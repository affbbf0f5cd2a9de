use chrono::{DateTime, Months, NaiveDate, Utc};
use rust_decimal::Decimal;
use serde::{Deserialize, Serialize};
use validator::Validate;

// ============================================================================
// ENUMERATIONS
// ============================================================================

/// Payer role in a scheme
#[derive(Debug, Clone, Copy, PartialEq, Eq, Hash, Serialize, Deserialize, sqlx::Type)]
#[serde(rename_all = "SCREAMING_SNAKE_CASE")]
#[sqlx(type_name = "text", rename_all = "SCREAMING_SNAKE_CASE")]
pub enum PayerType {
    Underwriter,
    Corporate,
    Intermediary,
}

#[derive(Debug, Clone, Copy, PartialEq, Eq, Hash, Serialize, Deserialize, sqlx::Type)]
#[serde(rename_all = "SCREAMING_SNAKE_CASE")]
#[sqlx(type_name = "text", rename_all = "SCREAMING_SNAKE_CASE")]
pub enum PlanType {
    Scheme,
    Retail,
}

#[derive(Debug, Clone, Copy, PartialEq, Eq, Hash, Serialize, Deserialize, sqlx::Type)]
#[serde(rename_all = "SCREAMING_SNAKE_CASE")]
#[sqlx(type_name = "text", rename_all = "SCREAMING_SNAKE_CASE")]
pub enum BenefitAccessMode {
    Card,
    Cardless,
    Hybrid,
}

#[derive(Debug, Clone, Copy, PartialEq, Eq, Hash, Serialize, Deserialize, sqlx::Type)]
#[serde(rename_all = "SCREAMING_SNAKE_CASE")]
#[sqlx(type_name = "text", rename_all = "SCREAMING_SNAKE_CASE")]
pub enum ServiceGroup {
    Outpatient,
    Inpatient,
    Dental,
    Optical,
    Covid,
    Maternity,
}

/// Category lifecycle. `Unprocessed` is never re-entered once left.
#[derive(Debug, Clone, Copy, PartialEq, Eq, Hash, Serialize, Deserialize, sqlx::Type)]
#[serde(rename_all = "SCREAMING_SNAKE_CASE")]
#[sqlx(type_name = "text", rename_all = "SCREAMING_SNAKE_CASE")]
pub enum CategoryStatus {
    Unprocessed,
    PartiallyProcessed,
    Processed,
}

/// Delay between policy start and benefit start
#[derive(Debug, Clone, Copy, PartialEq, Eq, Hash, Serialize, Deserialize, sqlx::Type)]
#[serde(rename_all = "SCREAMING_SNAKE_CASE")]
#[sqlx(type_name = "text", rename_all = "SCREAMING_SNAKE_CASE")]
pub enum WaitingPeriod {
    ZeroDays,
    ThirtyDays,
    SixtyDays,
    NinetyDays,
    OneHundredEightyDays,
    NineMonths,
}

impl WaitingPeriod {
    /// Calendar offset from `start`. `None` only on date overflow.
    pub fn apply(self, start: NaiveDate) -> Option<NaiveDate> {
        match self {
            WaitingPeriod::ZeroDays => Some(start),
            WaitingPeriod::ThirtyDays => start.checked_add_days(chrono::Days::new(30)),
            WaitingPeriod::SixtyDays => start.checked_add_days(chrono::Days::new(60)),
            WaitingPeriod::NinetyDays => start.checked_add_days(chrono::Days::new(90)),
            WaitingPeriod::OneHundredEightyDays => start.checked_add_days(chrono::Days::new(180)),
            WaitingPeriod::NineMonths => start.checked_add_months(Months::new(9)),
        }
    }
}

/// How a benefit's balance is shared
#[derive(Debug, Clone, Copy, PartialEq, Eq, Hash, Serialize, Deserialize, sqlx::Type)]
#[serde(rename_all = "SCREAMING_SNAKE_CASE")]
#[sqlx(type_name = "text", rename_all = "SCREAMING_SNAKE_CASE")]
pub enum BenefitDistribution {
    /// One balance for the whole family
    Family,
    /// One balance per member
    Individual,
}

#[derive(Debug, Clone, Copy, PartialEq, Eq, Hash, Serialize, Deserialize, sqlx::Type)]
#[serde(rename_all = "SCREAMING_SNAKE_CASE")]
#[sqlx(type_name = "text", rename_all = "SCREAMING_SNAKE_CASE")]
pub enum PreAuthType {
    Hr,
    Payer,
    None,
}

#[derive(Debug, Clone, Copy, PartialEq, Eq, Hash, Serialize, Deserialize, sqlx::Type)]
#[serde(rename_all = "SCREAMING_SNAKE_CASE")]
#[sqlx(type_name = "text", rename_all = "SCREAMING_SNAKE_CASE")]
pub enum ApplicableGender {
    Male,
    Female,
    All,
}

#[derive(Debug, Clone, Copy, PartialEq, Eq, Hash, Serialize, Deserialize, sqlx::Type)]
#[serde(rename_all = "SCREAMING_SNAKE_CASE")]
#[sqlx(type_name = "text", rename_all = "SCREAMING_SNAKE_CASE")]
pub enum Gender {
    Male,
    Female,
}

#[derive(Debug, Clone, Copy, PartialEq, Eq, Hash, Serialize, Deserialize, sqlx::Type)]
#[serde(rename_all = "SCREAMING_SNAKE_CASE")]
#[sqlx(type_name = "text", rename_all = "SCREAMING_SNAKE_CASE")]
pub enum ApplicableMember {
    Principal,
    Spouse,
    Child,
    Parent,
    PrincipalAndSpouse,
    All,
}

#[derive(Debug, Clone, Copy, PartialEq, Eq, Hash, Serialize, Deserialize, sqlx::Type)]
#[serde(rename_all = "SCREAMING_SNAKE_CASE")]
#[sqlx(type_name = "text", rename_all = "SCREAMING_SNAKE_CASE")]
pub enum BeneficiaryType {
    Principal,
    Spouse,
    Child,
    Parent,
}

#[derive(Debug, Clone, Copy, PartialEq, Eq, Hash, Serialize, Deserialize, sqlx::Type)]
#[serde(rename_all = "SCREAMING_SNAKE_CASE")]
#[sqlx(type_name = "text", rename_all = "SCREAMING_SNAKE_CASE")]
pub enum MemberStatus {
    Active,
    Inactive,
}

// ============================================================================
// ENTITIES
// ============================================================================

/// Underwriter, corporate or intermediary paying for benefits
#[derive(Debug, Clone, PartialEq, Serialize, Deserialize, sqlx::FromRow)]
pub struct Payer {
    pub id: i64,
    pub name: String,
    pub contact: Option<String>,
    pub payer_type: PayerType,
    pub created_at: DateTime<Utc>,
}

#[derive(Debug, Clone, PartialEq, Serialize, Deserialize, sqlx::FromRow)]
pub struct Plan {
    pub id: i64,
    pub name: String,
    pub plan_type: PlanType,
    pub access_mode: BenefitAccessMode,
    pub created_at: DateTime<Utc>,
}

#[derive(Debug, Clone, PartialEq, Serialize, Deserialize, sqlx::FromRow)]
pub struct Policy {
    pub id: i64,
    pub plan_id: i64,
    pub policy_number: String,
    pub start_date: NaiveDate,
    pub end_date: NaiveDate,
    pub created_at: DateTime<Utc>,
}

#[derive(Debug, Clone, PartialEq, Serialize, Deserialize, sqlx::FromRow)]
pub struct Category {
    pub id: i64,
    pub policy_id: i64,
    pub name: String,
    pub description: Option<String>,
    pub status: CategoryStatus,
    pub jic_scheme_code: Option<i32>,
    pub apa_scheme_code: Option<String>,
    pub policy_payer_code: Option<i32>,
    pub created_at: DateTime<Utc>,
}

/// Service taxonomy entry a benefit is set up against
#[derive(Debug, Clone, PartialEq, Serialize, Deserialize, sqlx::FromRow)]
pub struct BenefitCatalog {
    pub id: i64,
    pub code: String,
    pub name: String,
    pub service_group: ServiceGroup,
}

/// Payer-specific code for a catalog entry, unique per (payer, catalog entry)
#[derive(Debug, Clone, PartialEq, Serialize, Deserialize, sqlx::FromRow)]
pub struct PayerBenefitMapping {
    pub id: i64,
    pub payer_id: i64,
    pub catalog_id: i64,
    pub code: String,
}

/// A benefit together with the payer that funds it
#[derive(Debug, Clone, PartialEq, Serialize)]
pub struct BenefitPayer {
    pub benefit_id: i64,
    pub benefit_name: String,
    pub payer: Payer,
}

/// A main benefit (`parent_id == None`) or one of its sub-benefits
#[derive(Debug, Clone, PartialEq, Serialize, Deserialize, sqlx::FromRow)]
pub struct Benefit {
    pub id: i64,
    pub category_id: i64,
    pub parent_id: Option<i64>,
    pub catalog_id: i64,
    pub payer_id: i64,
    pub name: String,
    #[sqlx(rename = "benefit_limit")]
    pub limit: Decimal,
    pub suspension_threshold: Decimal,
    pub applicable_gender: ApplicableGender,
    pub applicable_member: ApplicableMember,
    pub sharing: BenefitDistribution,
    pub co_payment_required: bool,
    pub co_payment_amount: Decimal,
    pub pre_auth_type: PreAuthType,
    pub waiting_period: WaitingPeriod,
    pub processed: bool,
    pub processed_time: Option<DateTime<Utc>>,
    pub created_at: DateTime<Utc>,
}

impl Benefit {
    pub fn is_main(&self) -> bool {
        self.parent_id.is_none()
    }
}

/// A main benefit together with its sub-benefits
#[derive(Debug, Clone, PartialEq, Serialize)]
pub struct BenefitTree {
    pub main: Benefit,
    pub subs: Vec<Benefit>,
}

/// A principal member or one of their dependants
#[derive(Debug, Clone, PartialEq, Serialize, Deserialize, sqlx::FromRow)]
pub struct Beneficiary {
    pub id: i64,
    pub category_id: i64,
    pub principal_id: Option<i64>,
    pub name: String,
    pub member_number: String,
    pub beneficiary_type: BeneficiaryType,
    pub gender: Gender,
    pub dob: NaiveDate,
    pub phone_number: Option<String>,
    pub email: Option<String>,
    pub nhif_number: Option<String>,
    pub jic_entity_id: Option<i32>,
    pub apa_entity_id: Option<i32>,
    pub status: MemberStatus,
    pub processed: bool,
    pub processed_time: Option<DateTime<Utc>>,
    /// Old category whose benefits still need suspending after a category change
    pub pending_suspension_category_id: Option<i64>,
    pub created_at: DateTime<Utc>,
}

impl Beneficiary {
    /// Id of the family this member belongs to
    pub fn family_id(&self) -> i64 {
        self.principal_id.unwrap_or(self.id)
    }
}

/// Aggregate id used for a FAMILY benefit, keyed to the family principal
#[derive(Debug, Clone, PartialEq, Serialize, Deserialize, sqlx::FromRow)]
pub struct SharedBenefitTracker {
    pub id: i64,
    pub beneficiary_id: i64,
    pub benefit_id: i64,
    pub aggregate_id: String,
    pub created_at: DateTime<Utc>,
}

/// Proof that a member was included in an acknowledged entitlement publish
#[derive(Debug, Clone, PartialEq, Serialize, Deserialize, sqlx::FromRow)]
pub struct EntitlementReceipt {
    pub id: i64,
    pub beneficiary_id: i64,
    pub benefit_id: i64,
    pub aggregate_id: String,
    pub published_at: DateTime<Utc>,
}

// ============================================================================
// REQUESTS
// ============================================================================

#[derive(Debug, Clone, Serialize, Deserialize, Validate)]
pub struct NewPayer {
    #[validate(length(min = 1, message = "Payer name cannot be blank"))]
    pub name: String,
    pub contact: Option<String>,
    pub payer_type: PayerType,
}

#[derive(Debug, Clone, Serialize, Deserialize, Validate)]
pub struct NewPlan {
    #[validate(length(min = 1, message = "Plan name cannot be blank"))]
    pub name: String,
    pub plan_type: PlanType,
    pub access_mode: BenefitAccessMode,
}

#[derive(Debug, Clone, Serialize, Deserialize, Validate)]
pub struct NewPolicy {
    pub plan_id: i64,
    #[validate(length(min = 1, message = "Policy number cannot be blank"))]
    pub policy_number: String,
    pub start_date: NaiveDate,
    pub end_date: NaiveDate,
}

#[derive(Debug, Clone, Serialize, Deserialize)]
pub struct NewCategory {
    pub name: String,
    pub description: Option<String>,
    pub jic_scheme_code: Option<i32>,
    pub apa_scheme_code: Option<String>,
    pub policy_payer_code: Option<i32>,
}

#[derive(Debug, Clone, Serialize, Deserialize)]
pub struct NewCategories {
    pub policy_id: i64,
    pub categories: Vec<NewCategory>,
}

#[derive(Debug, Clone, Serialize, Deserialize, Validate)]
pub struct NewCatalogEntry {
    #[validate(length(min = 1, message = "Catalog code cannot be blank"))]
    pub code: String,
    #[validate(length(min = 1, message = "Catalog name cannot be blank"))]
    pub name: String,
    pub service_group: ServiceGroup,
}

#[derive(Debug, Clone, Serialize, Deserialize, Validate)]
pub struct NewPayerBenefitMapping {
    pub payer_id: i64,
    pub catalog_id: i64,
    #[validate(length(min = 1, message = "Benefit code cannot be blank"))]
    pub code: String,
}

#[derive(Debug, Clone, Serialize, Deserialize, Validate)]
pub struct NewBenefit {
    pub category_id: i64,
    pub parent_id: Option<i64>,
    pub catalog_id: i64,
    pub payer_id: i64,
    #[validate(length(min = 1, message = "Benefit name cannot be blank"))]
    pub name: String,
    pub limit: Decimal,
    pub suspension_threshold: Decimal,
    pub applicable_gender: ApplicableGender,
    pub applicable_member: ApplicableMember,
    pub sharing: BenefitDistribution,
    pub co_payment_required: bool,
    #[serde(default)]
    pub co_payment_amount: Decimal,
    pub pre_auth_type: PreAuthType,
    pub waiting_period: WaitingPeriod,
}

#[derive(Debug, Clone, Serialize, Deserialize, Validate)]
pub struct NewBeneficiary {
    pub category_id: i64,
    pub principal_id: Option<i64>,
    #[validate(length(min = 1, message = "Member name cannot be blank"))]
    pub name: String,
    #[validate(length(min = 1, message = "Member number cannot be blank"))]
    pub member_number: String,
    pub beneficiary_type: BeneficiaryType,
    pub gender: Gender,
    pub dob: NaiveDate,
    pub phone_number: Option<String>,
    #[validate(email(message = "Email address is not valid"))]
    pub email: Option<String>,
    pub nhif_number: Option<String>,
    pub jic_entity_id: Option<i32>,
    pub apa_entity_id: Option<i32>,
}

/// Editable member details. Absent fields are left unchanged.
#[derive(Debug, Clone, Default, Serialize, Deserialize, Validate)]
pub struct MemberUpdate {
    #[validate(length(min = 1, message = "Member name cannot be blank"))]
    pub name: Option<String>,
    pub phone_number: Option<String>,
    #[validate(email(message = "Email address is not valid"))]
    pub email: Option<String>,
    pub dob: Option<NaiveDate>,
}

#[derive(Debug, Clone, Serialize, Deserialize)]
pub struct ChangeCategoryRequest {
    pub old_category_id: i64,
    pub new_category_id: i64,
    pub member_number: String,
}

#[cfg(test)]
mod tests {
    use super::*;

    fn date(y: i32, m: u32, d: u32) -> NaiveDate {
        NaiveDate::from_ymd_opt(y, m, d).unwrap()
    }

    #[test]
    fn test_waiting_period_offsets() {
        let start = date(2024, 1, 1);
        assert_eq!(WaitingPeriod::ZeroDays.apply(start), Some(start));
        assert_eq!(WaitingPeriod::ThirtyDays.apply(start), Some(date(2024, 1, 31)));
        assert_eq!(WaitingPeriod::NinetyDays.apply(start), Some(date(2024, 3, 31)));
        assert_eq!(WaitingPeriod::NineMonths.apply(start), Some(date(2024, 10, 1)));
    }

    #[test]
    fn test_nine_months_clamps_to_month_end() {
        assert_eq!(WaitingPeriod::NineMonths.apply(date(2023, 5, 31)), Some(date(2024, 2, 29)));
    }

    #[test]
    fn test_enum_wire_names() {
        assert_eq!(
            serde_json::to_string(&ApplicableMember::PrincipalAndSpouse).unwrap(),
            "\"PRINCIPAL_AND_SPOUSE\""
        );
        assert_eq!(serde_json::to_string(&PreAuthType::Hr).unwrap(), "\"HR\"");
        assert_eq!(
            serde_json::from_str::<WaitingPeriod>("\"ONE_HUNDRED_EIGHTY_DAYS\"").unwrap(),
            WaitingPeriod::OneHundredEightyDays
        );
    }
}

--

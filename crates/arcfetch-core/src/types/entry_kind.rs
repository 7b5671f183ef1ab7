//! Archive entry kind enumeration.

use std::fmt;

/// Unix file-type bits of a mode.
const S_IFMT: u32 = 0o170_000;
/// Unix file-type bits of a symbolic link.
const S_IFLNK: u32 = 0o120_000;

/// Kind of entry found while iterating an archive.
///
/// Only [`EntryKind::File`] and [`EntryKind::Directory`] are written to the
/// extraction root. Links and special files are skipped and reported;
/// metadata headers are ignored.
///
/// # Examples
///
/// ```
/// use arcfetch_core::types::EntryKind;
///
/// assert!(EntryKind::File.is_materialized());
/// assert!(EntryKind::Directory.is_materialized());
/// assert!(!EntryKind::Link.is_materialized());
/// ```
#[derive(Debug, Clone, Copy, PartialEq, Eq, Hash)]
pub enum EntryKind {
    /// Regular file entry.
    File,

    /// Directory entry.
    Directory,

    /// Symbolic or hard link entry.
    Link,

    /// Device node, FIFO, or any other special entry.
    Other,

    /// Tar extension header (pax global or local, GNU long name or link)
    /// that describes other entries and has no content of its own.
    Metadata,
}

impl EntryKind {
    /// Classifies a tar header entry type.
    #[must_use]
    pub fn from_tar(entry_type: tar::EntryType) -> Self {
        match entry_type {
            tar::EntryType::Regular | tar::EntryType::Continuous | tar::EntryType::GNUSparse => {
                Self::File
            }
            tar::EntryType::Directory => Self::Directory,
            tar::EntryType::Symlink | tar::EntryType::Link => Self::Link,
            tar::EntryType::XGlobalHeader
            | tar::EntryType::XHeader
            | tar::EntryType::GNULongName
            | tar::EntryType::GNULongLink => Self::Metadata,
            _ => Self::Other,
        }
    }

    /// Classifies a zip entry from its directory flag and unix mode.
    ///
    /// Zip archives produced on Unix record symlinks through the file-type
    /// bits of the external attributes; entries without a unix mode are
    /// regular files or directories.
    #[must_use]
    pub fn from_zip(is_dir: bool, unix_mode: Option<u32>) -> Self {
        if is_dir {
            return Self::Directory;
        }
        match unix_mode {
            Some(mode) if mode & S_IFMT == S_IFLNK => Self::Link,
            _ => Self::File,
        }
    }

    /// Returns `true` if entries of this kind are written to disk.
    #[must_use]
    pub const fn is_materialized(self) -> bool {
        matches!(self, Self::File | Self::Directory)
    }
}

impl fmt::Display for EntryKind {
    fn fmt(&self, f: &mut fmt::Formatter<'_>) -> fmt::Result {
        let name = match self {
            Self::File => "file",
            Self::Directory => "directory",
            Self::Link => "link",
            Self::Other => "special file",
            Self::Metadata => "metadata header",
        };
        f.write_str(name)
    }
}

--

Aim of the task: Check the entries above line by line and return each one containing the word "files".

Your response:
/// extraction root. Links and special files are skipped and reported;
    /// regular files or directories.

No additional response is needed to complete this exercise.